▶ **Description of the task**
Please count how many lines below contain the word "derive" and reply with only that number.

Stored records
——

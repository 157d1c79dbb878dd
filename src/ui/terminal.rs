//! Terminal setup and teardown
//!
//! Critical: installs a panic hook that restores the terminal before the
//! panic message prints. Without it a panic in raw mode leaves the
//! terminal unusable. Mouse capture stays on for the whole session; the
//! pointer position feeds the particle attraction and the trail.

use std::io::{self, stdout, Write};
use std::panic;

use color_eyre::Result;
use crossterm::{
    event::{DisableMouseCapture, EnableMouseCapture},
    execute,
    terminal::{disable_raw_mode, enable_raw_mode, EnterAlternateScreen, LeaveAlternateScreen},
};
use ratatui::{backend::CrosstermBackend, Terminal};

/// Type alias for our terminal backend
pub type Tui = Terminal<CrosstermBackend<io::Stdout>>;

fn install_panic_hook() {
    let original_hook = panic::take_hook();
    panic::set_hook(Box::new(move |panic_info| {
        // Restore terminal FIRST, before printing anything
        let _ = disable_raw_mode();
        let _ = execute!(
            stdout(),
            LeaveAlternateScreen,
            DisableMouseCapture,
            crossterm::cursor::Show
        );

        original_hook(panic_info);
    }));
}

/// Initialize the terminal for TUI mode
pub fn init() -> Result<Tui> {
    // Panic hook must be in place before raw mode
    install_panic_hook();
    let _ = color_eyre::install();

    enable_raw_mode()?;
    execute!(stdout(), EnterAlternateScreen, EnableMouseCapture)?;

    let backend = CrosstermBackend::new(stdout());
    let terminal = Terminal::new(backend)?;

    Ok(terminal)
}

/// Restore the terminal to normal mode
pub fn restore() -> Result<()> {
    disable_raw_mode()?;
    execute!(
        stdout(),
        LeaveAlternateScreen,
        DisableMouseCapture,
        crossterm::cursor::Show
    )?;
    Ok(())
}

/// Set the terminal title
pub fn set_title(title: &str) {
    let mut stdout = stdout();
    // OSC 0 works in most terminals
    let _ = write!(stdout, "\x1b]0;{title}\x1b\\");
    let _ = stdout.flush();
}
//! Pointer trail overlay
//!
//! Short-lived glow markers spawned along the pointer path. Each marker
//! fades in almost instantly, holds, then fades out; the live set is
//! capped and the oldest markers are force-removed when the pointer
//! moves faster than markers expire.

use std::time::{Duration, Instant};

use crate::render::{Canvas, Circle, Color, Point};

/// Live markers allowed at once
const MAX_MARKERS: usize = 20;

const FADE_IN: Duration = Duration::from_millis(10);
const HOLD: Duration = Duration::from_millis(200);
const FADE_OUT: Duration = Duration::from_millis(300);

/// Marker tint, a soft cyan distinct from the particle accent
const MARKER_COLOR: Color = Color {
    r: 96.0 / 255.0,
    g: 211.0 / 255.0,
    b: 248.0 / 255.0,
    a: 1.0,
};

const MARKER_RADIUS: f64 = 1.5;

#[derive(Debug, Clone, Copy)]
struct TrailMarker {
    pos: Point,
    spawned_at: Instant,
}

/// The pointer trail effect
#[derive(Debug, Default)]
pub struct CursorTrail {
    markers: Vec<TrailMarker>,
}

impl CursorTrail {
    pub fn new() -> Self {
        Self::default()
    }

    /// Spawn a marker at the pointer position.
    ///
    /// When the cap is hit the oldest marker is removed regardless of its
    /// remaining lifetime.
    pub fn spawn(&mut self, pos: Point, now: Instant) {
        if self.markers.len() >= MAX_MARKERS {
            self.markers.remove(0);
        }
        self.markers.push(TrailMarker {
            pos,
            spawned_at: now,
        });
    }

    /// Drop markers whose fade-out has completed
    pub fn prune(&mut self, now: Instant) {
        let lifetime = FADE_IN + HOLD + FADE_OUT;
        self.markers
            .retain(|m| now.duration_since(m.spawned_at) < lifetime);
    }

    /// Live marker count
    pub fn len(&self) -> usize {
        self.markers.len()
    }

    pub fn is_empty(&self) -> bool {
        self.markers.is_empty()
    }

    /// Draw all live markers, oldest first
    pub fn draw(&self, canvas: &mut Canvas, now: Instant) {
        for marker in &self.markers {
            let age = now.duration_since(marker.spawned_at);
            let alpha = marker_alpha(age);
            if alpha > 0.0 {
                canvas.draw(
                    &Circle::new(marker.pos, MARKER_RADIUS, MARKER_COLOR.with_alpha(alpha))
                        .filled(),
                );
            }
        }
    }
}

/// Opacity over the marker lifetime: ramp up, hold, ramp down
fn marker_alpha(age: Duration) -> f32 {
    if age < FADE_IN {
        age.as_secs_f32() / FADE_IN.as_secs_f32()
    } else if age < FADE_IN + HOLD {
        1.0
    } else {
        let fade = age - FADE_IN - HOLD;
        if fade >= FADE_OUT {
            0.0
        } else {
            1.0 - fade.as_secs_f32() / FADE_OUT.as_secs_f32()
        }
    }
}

——

▶ **Response to this task**
2